- DATA SUPPLIED:
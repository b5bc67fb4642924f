//! Generation request model and validation
//!
//! A [`GenerationRequest`] can only be obtained through
//! [`GenerationRequestBuilder::build`], so every request that reaches the
//! network has an audio source, exactly one lyrics source, and a time range.

use crate::api::GenerateRequestBody;
use crate::error::ValidationError;
use bratgen_common::{StyleOptions, TimeRange};

/// Display name used when song or artist is not known
pub const UNKNOWN: &str = "Unknown";

/// Where the render server gets the lyrics from
#[derive(Debug, Clone, PartialEq, Eq)]
pub enum LyricsSource {
    /// Lyrics chosen from the server's lyrics catalogue
    Sourced { id: String },
    /// Synchronized lyrics entered by the user
    Manual { text: String },
}

/// Validated generation request
#[derive(Debug, Clone, PartialEq)]
pub struct GenerationRequest {
    video_id: String,
    lyrics: LyricsSource,
    song: String,
    artist: String,
    time_range: TimeRange,
    style: StyleOptions,
}

impl GenerationRequest {
    pub fn builder() -> GenerationRequestBuilder {
        GenerationRequestBuilder::default()
    }

    pub fn video_id(&self) -> &str {
        &self.video_id
    }

    pub fn lyrics(&self) -> &LyricsSource {
        &self.lyrics
    }

    pub fn song(&self) -> &str {
        &self.song
    }

    pub fn artist(&self) -> &str {
        &self.artist
    }

    pub fn time_range(&self) -> &TimeRange {
        &self.time_range
    }

    pub fn style(&self) -> &StyleOptions {
        &self.style
    }

    /// Wire form for `POST /generate`
    pub fn to_body(&self) -> GenerateRequestBody {
        let (lyrics_id, manual_lrc) = match &self.lyrics {
            LyricsSource::Sourced { id } => (Some(id.clone()), None),
            LyricsSource::Manual { text } => (None, Some(text.clone())),
        };

        GenerateRequestBody {
            song: self.song.clone(),
            artist: self.artist.clone(),
            video_id: self.video_id.clone(),
            lyrics_id,
            manual_lrc,
            start_time: self.time_range.start.clone(),
            end_time: self.time_range.end.clone(),
            lofi: self.style.lofi,
            fontsize: self.style.fontsize,
            bgcolor: self.style.bgcolor.clone(),
            textcolor: self.style.text_color.clone(),
        }
    }
}

/// Collects request fields; validation happens in [`GenerationRequestBuilder::build`]
#[derive(Debug, Clone, Default)]
pub struct GenerationRequestBuilder {
    video_id: Option<String>,
    lyrics: Option<LyricsSource>,
    song: Option<String>,
    artist: Option<String>,
    time_range: Option<TimeRange>,
    style: StyleOptions,
}

impl GenerationRequestBuilder {
    pub fn video_id(mut self, video_id: impl Into<String>) -> Self {
        self.video_id = Some(video_id.into());
        self
    }

    pub fn lyrics(mut self, lyrics: LyricsSource) -> Self {
        self.lyrics = Some(lyrics);
        self
    }

    pub fn lyrics_id(self, id: impl Into<String>) -> Self {
        self.lyrics(LyricsSource::Sourced { id: id.into() })
    }

    pub fn manual_lyrics(self, text: impl Into<String>) -> Self {
        self.lyrics(LyricsSource::Manual { text: text.into() })
    }

    pub fn song(mut self, song: impl Into<String>) -> Self {
        self.song = Some(song.into());
        self
    }

    pub fn artist(mut self, artist: impl Into<String>) -> Self {
        self.artist = Some(artist.into());
        self
    }

    pub fn time_range(mut self, time_range: TimeRange) -> Self {
        self.time_range = Some(time_range);
        self
    }

    pub fn style(mut self, style: StyleOptions) -> Self {
        self.style = style;
        self
    }

    pub fn build(self) -> Result<GenerationRequest, ValidationError> {
        let video_id = self
            .video_id
            .map(|id| id.trim().to_string())
            .filter(|id| !id.is_empty())
            .ok_or(ValidationError::MissingAudioSource)?;

        let lyrics = match self.lyrics.ok_or(ValidationError::MissingLyrics)? {
            LyricsSource::Sourced { id } => {
                let id = id.trim().to_string();
                if id.is_empty() {
                    return Err(ValidationError::EmptyLyricsId);
                }
                LyricsSource::Sourced { id }
            }
            LyricsSource::Manual { text } => {
                if text.trim().is_empty() {
                    return Err(ValidationError::EmptyManualLyrics);
                }
                LyricsSource::Manual { text }
            }
        };

        let time_range = self.time_range.ok_or(ValidationError::MissingTimeRange)?;
        if time_range.start.trim().is_empty() {
            return Err(ValidationError::EmptyTimeField("start"));
        }
        if time_range.end.trim().is_empty() {
            return Err(ValidationError::EmptyTimeField("end"));
        }

        Ok(GenerationRequest {
            video_id,
            lyrics,
            song: display_or_unknown(self.song),
            artist: display_or_unknown(self.artist),
            time_range,
            style: self.style.normalized(),
        })
    }
}

fn display_or_unknown(value: Option<String>) -> String {
    value
        .map(|v| v.trim().to_string())
        .filter(|v| !v.is_empty())
        .unwrap_or_else(|| UNKNOWN.to_string())
}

- EXERCISE INSTRUCTIONS: The data should be copied out in full, exactly as it reads.

- ANSWER TO THE EXERCISE:
repository b5bc67fb4642924f
//! Generation request model and validation
//!
//! A [`GenerationRequest`] can only be obtained through
//! [`GenerationRequestBuilder::build`], so every request that reaches the
//! network has an audio source, exactly one lyrics source, and a time range.

use crate::api::GenerateRequestBody;
use crate::error::ValidationError;
use bratgen_common::{StyleOptions, TimeRange};

/// Display name used when song or artist is not known
pub const UNKNOWN: &str = "Unknown";

/// Where the render server gets the lyrics from
#[derive(Debug, Clone, PartialEq, Eq)]
pub enum LyricsSource {
    /// Lyrics chosen from the server's lyrics catalogue
    Sourced { id: String },
    /// Synchronized lyrics entered by the user
    Manual { text: String },
}

/// Validated generation request
#[derive(Debug, Clone, PartialEq)]
pub struct GenerationRequest {
    video_id: String,
    lyrics: LyricsSource,
    song: String,
    artist: String,
    time_range: TimeRange,
    style: StyleOptions,
}

impl GenerationRequest {
    pub fn builder() -> GenerationRequestBuilder {
        GenerationRequestBuilder::default()
    }

    pub fn video_id(&self) -> &str {
        &self.video_id
    }

    pub fn lyrics(&self) -> &LyricsSource {
        &self.lyrics
    }

    pub fn song(&self) -> &str {
        &self.song
    }

    pub fn artist(&self) -> &str {
        &self.artist
    }

    pub fn time_range(&self) -> &TimeRange {
        &self.time_range
    }

    pub fn style(&self) -> &StyleOptions {
        &self.style
    }

    /// Wire form for `POST /generate`
    pub fn to_body(&self) -> GenerateRequestBody {
        let (lyrics_id, manual_lrc) = match &self.lyrics {
            LyricsSource::Sourced { id } => (Some(id.clone()), None),
            LyricsSource::Manual { text } => (None, Some(text.clone())),
        };

        GenerateRequestBody {
            song: self.song.clone(),
            artist: self.artist.clone(),
            video_id: self.video_id.clone(),
            lyrics_id,
            manual_lrc,
            start_time: self.time_range.start.clone(),
            end_time: self.time_range.end.clone(),
            lofi: self.style.lofi,
            fontsize: self.style.fontsize,
            bgcolor: self.style.bgcolor.clone(),
            textcolor: self.style.text_color.clone(),
        }
    }
}

/// Collects request fields; validation happens in [`GenerationRequestBuilder::build`]
#[derive(Debug, Clone, Default)]
pub struct GenerationRequestBuilder {
    video_id: Option<String>,
    lyrics: Option<LyricsSource>,
    song: Option<String>,
    artist: Option<String>,
    time_range: Option<TimeRange>,
    style: StyleOptions,
}

impl GenerationRequestBuilder {
    pub fn video_id(mut self, video_id: impl Into<String>) -> Self {
        self.video_id = Some(video_id.into());
        self
    }

    pub fn lyrics(mut self, lyrics: LyricsSource) -> Self {
        self.lyrics = Some(lyrics);
        self
    }

    pub fn lyrics_id(self, id: impl Into<String>) -> Self {
        self.lyrics(LyricsSource::Sourced { id: id.into() })
    }

    pub fn manual_lyrics(self, text: impl Into<String>) -> Self {
        self.lyrics(LyricsSource::Manual { text: text.into() })
    }

    pub fn song(mut self, song: impl Into<String>) -> Self {
        self.song = Some(song.into());
        self
    }

    pub fn artist(mut self, artist: impl Into<String>) -> Self {
        self.artist = Some(artist.into());
        self
    }

    pub fn time_range(mut self, time_range: TimeRange) -> Self {
        self.time_range = Some(time_range);
        self
    }

    pub fn style(mut self, style: StyleOptions) -> Self {
        self.style = style;
        self
    }

    pub fn build(self) -> Result<GenerationRequest, ValidationError> {
        let video_id = self
            .video_id
            .map(|id| id.trim().to_string())
            .filter(|id| !id.is_empty())
            .ok_or(ValidationError::MissingAudioSource)?;

        let lyrics = match self.lyrics.ok_or(ValidationError::MissingLyrics)? {
            LyricsSource::Sourced { id } => {
                let id = id.trim().to_string();
                if id.is_empty() {
                    return Err(ValidationError::EmptyLyricsId);
                }
                LyricsSource::Sourced { id }
            }
            LyricsSource::Manual { text } => {
                if text.trim().is_empty() {
                    return Err(ValidationError::EmptyManualLyrics);
                }
                LyricsSource::Manual { text }
            }
        };

        let time_range = self.time_range.ok_or(ValidationError::MissingTimeRange)?;
        if time_range.start.trim().is_empty() {
            return Err(ValidationError::EmptyTimeField("start"));
        }
        if time_range.end.trim().is_empty() {
            return Err(ValidationError::EmptyTimeField("end"));
        }

        Ok(GenerationRequest {
            video_id,
            lyrics,
            song: display_or_unknown(self.song),
            artist: display_or_unknown(self.artist),
            time_range,
            style: self.style.normalized(),
        })
    }
}

fn display_or_unknown(value: Option<String>) -> String {
    value
        .map(|v| v.trim().to_string())
        .filter(|v| !v.is_empty())
        .unwrap_or_else(|| UNKNOWN.to_string())
}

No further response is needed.